--- RECORDS FOR THE EXERCISE ---
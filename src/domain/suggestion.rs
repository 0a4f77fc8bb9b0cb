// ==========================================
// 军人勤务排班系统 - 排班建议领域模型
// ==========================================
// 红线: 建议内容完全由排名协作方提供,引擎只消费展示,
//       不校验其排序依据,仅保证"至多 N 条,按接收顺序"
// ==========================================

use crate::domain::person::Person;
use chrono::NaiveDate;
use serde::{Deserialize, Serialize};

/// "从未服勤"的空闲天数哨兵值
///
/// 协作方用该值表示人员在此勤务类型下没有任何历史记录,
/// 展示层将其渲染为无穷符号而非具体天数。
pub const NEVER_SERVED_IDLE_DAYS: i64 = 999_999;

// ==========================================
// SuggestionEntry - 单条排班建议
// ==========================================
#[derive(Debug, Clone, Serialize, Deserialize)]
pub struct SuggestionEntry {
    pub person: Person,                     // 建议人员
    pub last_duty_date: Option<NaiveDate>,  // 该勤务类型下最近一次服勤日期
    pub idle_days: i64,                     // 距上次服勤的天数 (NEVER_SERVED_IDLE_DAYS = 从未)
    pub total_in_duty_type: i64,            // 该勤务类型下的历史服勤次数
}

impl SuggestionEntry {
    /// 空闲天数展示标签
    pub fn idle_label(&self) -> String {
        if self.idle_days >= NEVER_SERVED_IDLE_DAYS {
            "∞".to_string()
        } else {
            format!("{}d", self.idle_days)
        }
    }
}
---
--- RECORDS FOR THE EXERCISE ---
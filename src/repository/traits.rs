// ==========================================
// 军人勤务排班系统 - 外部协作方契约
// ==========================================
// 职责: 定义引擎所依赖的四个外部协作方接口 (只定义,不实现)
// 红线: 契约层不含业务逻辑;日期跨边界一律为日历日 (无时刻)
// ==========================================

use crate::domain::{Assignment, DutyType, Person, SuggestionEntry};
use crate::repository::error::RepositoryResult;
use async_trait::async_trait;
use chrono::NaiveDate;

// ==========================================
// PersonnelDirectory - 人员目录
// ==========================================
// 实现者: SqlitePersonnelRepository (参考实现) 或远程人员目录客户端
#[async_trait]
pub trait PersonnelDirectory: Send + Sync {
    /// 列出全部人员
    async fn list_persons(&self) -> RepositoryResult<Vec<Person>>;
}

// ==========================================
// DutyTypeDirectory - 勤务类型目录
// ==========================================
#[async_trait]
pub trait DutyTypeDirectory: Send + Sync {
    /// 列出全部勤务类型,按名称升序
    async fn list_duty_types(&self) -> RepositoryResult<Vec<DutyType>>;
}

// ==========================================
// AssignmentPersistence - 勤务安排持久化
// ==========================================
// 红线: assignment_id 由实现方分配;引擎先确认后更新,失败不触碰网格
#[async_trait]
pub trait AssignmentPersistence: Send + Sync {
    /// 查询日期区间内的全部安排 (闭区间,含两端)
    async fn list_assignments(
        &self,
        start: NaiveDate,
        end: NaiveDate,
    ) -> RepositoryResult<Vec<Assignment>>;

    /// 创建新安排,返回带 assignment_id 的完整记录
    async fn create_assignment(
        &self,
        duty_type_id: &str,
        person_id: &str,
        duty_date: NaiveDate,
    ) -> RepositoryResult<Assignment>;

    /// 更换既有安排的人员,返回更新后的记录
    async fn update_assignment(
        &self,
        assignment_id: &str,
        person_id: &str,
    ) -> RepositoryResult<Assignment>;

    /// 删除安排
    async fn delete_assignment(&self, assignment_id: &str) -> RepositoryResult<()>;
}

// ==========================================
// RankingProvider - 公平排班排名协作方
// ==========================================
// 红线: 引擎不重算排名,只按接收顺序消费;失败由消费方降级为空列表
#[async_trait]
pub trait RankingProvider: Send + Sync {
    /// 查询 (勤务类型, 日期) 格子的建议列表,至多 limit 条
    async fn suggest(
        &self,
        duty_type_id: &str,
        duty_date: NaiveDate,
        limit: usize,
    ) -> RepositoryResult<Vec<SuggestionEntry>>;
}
---
--- TASK INSTRUCTIONS ---
Lines that include the word "crate" are to be extracted from the data above.

--- WRITTEN REPLY ---
use crate::domain::person::Person;
use crate::domain::{Assignment, DutyType, Person, SuggestionEntry};
use crate::repository::error::RepositoryResult;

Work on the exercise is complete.